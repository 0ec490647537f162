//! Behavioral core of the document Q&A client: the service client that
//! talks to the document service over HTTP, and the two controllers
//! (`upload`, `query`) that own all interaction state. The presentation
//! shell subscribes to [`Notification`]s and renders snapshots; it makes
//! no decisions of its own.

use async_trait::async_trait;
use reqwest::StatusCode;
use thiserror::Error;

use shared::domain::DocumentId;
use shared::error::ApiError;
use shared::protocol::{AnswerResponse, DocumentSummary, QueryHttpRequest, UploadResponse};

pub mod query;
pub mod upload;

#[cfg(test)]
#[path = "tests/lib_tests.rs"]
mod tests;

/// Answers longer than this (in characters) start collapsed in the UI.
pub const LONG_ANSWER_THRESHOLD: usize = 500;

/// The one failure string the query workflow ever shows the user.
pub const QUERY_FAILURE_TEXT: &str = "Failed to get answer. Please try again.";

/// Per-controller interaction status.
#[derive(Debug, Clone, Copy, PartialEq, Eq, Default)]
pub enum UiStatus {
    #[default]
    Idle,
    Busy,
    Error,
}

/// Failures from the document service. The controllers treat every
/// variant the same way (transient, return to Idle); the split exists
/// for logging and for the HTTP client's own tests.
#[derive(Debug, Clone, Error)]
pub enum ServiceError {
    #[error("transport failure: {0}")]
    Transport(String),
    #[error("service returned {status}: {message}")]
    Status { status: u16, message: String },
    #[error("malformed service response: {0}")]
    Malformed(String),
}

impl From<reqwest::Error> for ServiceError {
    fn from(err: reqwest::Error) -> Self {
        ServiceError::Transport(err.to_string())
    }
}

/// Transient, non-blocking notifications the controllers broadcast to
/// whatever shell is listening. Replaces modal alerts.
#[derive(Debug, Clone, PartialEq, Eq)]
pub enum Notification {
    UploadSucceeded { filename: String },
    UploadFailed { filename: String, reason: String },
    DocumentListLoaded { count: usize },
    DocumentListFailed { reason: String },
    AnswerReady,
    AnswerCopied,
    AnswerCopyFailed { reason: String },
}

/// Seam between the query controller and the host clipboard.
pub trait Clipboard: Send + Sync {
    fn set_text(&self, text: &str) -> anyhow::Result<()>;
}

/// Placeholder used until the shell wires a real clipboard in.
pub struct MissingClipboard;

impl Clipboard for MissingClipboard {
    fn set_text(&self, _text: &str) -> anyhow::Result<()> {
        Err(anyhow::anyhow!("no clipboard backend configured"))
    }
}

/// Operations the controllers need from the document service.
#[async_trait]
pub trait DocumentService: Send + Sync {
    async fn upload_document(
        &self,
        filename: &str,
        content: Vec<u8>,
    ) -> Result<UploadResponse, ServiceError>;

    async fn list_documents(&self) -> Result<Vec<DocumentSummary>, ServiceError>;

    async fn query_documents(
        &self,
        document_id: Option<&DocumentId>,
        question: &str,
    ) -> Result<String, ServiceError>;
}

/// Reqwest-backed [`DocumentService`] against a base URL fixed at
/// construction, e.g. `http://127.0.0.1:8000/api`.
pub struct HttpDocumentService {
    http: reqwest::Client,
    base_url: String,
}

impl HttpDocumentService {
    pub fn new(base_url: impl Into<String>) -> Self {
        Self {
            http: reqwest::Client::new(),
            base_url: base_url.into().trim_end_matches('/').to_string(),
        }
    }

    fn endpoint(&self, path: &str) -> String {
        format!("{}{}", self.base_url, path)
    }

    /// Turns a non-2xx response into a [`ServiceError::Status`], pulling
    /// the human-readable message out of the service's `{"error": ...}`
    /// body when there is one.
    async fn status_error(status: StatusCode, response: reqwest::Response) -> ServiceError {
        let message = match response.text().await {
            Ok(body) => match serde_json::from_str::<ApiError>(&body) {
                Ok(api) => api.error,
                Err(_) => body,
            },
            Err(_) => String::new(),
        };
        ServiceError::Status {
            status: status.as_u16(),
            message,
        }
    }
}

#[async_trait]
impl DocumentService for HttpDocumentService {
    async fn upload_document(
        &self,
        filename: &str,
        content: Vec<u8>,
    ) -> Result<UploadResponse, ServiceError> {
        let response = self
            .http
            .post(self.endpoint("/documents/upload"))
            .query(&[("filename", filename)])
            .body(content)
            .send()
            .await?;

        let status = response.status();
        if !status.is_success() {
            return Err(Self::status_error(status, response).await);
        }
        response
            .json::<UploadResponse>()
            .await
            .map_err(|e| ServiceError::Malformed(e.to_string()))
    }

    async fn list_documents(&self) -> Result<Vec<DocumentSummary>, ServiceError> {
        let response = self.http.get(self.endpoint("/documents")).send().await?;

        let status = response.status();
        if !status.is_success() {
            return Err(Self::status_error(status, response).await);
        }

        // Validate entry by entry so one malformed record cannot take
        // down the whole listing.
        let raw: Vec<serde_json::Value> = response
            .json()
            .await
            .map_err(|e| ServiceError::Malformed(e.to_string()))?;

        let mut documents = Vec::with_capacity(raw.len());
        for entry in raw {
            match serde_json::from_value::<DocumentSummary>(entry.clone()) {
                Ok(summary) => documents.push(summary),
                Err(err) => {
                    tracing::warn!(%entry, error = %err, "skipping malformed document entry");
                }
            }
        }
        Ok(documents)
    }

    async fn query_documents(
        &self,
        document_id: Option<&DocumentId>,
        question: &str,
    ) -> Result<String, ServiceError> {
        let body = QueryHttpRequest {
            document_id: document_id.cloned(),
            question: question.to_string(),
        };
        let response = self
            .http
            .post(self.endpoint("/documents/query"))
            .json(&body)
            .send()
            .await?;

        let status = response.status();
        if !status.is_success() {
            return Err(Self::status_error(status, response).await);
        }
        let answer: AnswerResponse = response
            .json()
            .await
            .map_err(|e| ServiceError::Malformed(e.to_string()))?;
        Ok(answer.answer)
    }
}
++++++
▶ **PROBLEM TO SOLVE**:
Could you type out every entry again exactly as it stands?

▶ **WRITTEN RESPONSE**:
repository 0ec490647537f162
//! Behavioral core of the document Q&A client: the service client that
//! talks to the document service over HTTP, and the two controllers
//! (`upload`, `query`) that own all interaction state. The presentation
//! shell subscribes to [`Notification`]s and renders snapshots; it makes
//! no decisions of its own.

use async_trait::async_trait;
use reqwest::StatusCode;
use thiserror::Error;

use shared::domain::DocumentId;
use shared::error::ApiError;
use shared::protocol::{AnswerResponse, DocumentSummary, QueryHttpRequest, UploadResponse};

pub mod query;
pub mod upload;

#[cfg(test)]
#[path = "tests/lib_tests.rs"]
mod tests;

/// Answers longer than this (in characters) start collapsed in the UI.
pub const LONG_ANSWER_THRESHOLD: usize = 500;

/// The one failure string the query workflow ever shows the user.
pub const QUERY_FAILURE_TEXT: &str = "Failed to get answer. Please try again.";

/// Per-controller interaction status.
#[derive(Debug, Clone, Copy, PartialEq, Eq, Default)]
pub enum UiStatus {
    #[default]
    Idle,
    Busy,
    Error,
}

/// Failures from the document service. The controllers treat every
/// variant the same way (transient, return to Idle); the split exists
/// for logging and for the HTTP client's own tests.
#[derive(Debug, Clone, Error)]
pub enum ServiceError {
    #[error("transport failure: {0}")]
    Transport(String),
    #[error("service returned {status}: {message}")]
    Status { status: u16, message: String },
    #[error("malformed service response: {0}")]
    Malformed(String),
}

impl From<reqwest::Error> for ServiceError {
    fn from(err: reqwest::Error) -> Self {
        ServiceError::Transport(err.to_string())
    }
}

/// Transient, non-blocking notifications the controllers broadcast to
/// whatever shell is listening. Replaces modal alerts.
#[derive(Debug, Clone, PartialEq, Eq)]
pub enum Notification {
    UploadSucceeded { filename: String },
    UploadFailed { filename: String, reason: String },
    DocumentListLoaded { count: usize },
    DocumentListFailed { reason: String },
    AnswerReady,
    AnswerCopied,
    AnswerCopyFailed { reason: String },
}

/// Seam between the query controller and the host clipboard.
pub trait Clipboard: Send + Sync {
    fn set_text(&self, text: &str) -> anyhow::Result<()>;
}

/// Placeholder used until the shell wires a real clipboard in.
pub struct MissingClipboard;

impl Clipboard for MissingClipboard {
    fn set_text(&self, _text: &str) -> anyhow::Result<()> {
        Err(anyhow::anyhow!("no clipboard backend configured"))
    }
}

/// Operations the controllers need from the document service.
#[async_trait]
pub trait DocumentService: Send + Sync {
    async fn upload_document(
        &self,
        filename: &str,
        content: Vec<u8>,
    ) -> Result<UploadResponse, ServiceError>;

    async fn list_documents(&self) -> Result<Vec<DocumentSummary>, ServiceError>;

    async fn query_documents(
        &self,
        document_id: Option<&DocumentId>,
        question: &str,
    ) -> Result<String, ServiceError>;
}

/// Reqwest-backed [`DocumentService`] against a base URL fixed at
/// construction, e.g. `http://127.0.0.1:8000/api`.
pub struct HttpDocumentService {
    http: reqwest::Client,
    base_url: String,
}

impl HttpDocumentService {
    pub fn new(base_url: impl Into<String>) -> Self {
        Self {
            http: reqwest::Client::new(),
            base_url: base_url.into().trim_end_matches('/').to_string(),
        }
    }

    fn endpoint(&self, path: &str) -> String {
        format!("{}{}", self.base_url, path)
    }

    /// Turns a non-2xx response into a [`ServiceError::Status`], pulling
    /// the human-readable message out of the service's `{"error": ...}`
    /// body when there is one.
    async fn status_error(status: StatusCode, response: reqwest::Response) -> ServiceError {
        let message = match response.text().await {
            Ok(body) => match serde_json::from_str::<ApiError>(&body) {
                Ok(api) => api.error,
                Err(_) => body,
            },
            Err(_) => String::new(),
        };
        ServiceError::Status {
            status: status.as_u16(),
            message,
        }
    }
}

#[async_trait]
impl DocumentService for HttpDocumentService {
    async fn upload_document(
        &self,
        filename: &str,
        content: Vec<u8>,
    ) -> Result<UploadResponse, ServiceError> {
        let response = self
            .http
            .post(self.endpoint("/documents/upload"))
            .query(&[("filename", filename)])
            .body(content)
            .send()
            .await?;

        let status = response.status();
        if !status.is_success() {
            return Err(Self::status_error(status, response).await);
        }
        response
            .json::<UploadResponse>()
            .await
            .map_err(|e| ServiceError::Malformed(e.to_string()))
    }

    async fn list_documents(&self) -> Result<Vec<DocumentSummary>, ServiceError> {
        let response = self.http.get(self.endpoint("/documents")).send().await?;

        let status = response.status();
        if !status.is_success() {
            return Err(Self::status_error(status, response).await);
        }

        // Validate entry by entry so one malformed record cannot take
        // down the whole listing.
        let raw: Vec<serde_json::Value> = response
            .json()
            .await
            .map_err(|e| ServiceError::Malformed(e.to_string()))?;

        let mut documents = Vec::with_capacity(raw.len());
        for entry in raw {
            match serde_json::from_value::<DocumentSummary>(entry.clone()) {
                Ok(summary) => documents.push(summary),
                Err(err) => {
                    tracing::warn!(%entry, error = %err, "skipping malformed document entry");
                }
            }
        }
        Ok(documents)
    }

    async fn query_documents(
        &self,
        document_id: Option<&DocumentId>,
        question: &str,
    ) -> Result<String, ServiceError> {
        let body = QueryHttpRequest {
            document_id: document_id.cloned(),
            question: question.to_string(),
        };
        let response = self
            .http
            .post(self.endpoint("/documents/query"))
            .json(&body)
            .send()
            .await?;

        let status = response.status();
        if !status.is_success() {
            return Err(Self::status_error(status, response).await);
        }
        let answer: AnswerResponse = response
            .json()
            .await
            .map_err(|e| ServiceError::Malformed(e.to_string()))?;
        Ok(answer.answer)
    }
}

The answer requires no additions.